The Act was prepared in response to a global push toward greater protection of consumer data and is intended to address what many perceive to be shortcomings of federal law with respect to ever-growing threats to consumer privacy (for more information on recent data privacy developments, please see our articles discussing the European Union’s General Data Privacy Regulation (GDPR) and the California Consumer Privacy Act of 2018).
The crux of the Act is its expansion of the FTC’s authority to include enforcement power over business practices that create a significant risk of unjustified exposure of consumers’ personal information. Violations of the minimum privacy and cybersecurity standards of the Act, and those later promulgated by the FTC pursuant to the Act, could subject companies to steep fines ($50,000 per violation and up to 4 percent of the company’s annual revenue), even for first-time violations.
The Act also requires certain “covered entities” to submit to the FTC an annual data protection report that details whether such covered entity complied with the Act’s standards during the preceding reporting period. A “covered entity” is any entity that either (1) has $1 billion or more in annual revenue and that stores, shares, or uses the personal information of more than 1 million consumers or consumer devices, or (2) has more than $50 million or more of average annual revenue during a three-year period, and stores, shares, or uses the personal information of more than 50 million consumers or consumer devices. Any senior executive who signs off on a false annual data protection report could be subject to a fine of up to 5 percent of the largest amount of annual compensation that such senior executive received during the preceding three-year period, or up to 10 years in prison, or both. Any senior executive who knowingly signs off on a false annual data protection report could be subject to a fine of up to 25 percent of the largest amount of annual compensation that such senior executive received during the preceding three-year period, or up to 20 years in prison, or both.
Another feature of the proposed Act is the creation of a nationwide “Do Not Track” system to provide consumers with a way to request that companies do not share their personal information. If a company requires consumers to provide permission to share their personal information as a condition of receiving products or services from the company, the Act permits such company to charge consumers a fee, but such fee may not exceed the amount of monetary gain that the company would have earned through the sharing of the consumers’ personal information.

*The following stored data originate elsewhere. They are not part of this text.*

//! Keyseal protocol core.
//!
//! End-to-end session encryption between a client and a server: X25519
//! handshake, authenticated message envelopes with replay protection, and
//! periodic key rotation, backed by a pluggable session store.
//!
//! # Architecture
//!
//! - [`SessionManager`]: the facade external callers use - handshake in,
//!   plaintext/ciphertext through, addressed by session ID
//! - [`store::SessionStore`]: persistence abstraction owning session
//!   lifetime, with in-memory ([`store::MemorySessionStore`]) and durable
//!   ([`store::RedbSessionStore`]) backends
//! - [`envelope`]: wire codec and the snapshot-pure encrypt/decrypt path
//! - [`ratchet`]: time- and volume-triggered whole-key rotation
//!
//! Callers never touch key material directly. A session is either fully
//! established (persisted) or absent; there are no partial states.

#![forbid(unsafe_code)]
#![deny(missing_docs)]

pub mod clock;
pub mod config;
pub mod envelope;
pub mod error;
pub mod handshake;
pub mod manager;
pub mod ratchet;
pub mod session;
pub mod store;

pub(crate) mod b64;

pub use config::ProtocolConfig;
pub use envelope::{EncryptedEnvelope, parse_envelope, serialize_envelope};
pub use error::ProtocolError;
pub use handshake::{HandshakeRequest, HandshakeResponse};
pub use manager::SessionManager;
pub use session::Session;
pub use store::{MemorySessionStore, RedbSessionStore, SessionStore, StoreError};
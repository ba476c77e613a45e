//! Error types for the Keyseal protocol layer.
//!
//! Every variant is terminal for the operation in progress: nothing here
//! is retried automatically. Retry policy (re-handshake on
//! [`ProtocolError::SessionNotFound`], hard rejection on the security
//! gates) belongs to the caller. No error in a security gate is ever
//! swallowed.

use thiserror::Error;

use crate::store::StoreError;

/// Errors surfaced by the protocol entry points.
#[derive(Error, Debug, Clone, PartialEq, Eq)]
pub enum ProtocolError {
    /// The handshake payload is missing or carries a malformed public key.
    #[error("invalid handshake request")]
    InvalidHandshakeRequest,

    /// The session is absent or expired; the caller must re-handshake.
    #[error("session not found")]
    SessionNotFound,

    /// An envelope's sequence number is not greater than the session's
    /// watermark. A hard reject - potentially an attack, never silently
    /// dropped.
    #[error("replay detected: sequence {seq} not greater than watermark {watermark}")]
    ReplayDetected {
        /// Sequence number the envelope carried.
        seq: u64,
        /// Watermark the session had already accepted.
        watermark: u64,
    },

    /// Envelope authentication or decryption failed. Whether the envelope
    /// was tampered with or the keys mismatch is not revealed.
    #[error("decryption failed")]
    DecryptionFailed,

    /// An envelope could not be parsed from its wire form.
    #[error("invalid envelope: {0}")]
    InvalidEnvelope(String),

    /// Storage failure underneath a protocol operation.
    #[error("store error: {0}")]
    Store(StoreError),
}

impl From<StoreError> for ProtocolError {
    fn from(err: StoreError) -> Self {
        match err {
            StoreError::SessionNotFound => Self::SessionNotFound,
            StoreError::ReplayConflict { seq, watermark } => Self::ReplayDetected { seq, watermark },
            other => Self::Store(other),
        }
    }
}

#[cfg(test)]
mod tests {
    use super::*;

    #[test]
    fn store_not_found_maps_to_protocol_not_found() {
        let err: ProtocolError = StoreError::SessionNotFound.into();
        assert_eq!(err, ProtocolError::SessionNotFound);
    }

    #[test]
    fn replay_conflict_maps_to_replay_detected() {
        let err: ProtocolError = StoreError::ReplayConflict { seq: 3, watermark: 5 }.into();
        assert_eq!(err, ProtocolError::ReplayDetected { seq: 3, watermark: 5 });
    }

    #[test]
    fn io_errors_stay_wrapped() {
        let err: ProtocolError = StoreError::Io("disk full".to_string()).into();
        assert_eq!(err, ProtocolError::Store(StoreError::Io("disk full".to_string())));
    }
}
//! Session establishment.
//!
//! Two states only: handshaking (transient, exists for the duration of
//! the call) and established (a persisted [`Session`]). Key rotation
//! later mutates an established session in place; it is not a state
//! transition.

use keyseal_crypto::{KeyPair, decode_public_key, derive_session_keys, encode_public_key};
use serde::{Deserialize, Serialize};
use uuid::Uuid;

use crate::{
    clock::unix_millis_now,
    config::ProtocolConfig,
    error::ProtocolError,
    session::Session,
    store::SessionStore,
};

/// Handshake request payload.
#[derive(Debug, Clone, Serialize, Deserialize)]
pub struct HandshakeRequest {
    /// Client's X25519 public key, URL-safe base64 (32 bytes decoded).
    pub client_public_key: String,
}

/// Handshake response payload.
#[derive(Debug, Clone, Serialize, Deserialize)]
pub struct HandshakeResponse {
    /// Identifier the client uses to address the session from now on.
    pub session_id: Uuid,
    /// Server's ephemeral X25519 public key, URL-safe base64.
    pub server_public_key: String,
    /// How often the server rotates session keys, for client awareness.
    pub rotation_interval_ms: u64,
}

/// Establish a session from a client's base64url public key.
///
/// Generates a fresh ephemeral server key pair (one per handshake, never
/// reused across sessions), derives the shared keys, and persists the new
/// session with `request_count = 0` and `last_seq = 0`. Exactly one store
/// write; no other side effects.
///
/// # Errors
///
/// - [`ProtocolError::InvalidHandshakeRequest`] if the client key is not
///   valid base64url or does not decode to 32 bytes
/// - [`ProtocolError::Store`] if persisting the session fails
pub fn establish_session<S: SessionStore>(
    store: &S,
    config: &ProtocolConfig,
    client_public_key_b64: &str,
) -> Result<HandshakeResponse, ProtocolError> {
    let client_public = decode_public_key(client_public_key_b64)
        .map_err(|_| ProtocolError::InvalidHandshakeRequest)?;

    let server_pair = KeyPair::generate();
    let keys =
        derive_session_keys(server_pair.private_key(), &client_public, config.hkdf_salt.as_ref());

    let now_ms = unix_millis_now();
    let session = Session {
        session_id: Uuid::new_v4(),
        encryption_key: keys.encryption_key,
        mac_key: keys.mac_key,
        created_at_ms: now_ms,
        last_rotated_at_ms: now_ms,
        request_count: 0,
        last_seq: 0,
        client_public_key: *client_public.as_bytes(),
        server_public_key: *server_pair.public_key().as_bytes(),
        server_private_key: *server_pair.private_key(),
    };

    store.put(&session)?;

    tracing::info!(session_id = %session.session_id, "session established");

    Ok(HandshakeResponse {
        session_id: session.session_id,
        server_public_key: encode_public_key(server_pair.public_key()),
        rotation_interval_ms: config.rotation_interval_ms,
    })
}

Also included in the proposed Act are several provisions that would enable the FTC to implement and enforce the provisions of the Act, including sections establishing a new Bureau of Technology within the FTC and authorizing the FTC to appoint 175 personnel to police the market for personal information.
Though Sen. Wyden intends to introduce the Act in Congress in early 2019, it is unclear whether the Act will ever be enacted as law. Nonetheless, the Act would represent a significant step toward federal regulation of personal information, and would constitute the most sweeping federal legislation regarding personal information to date.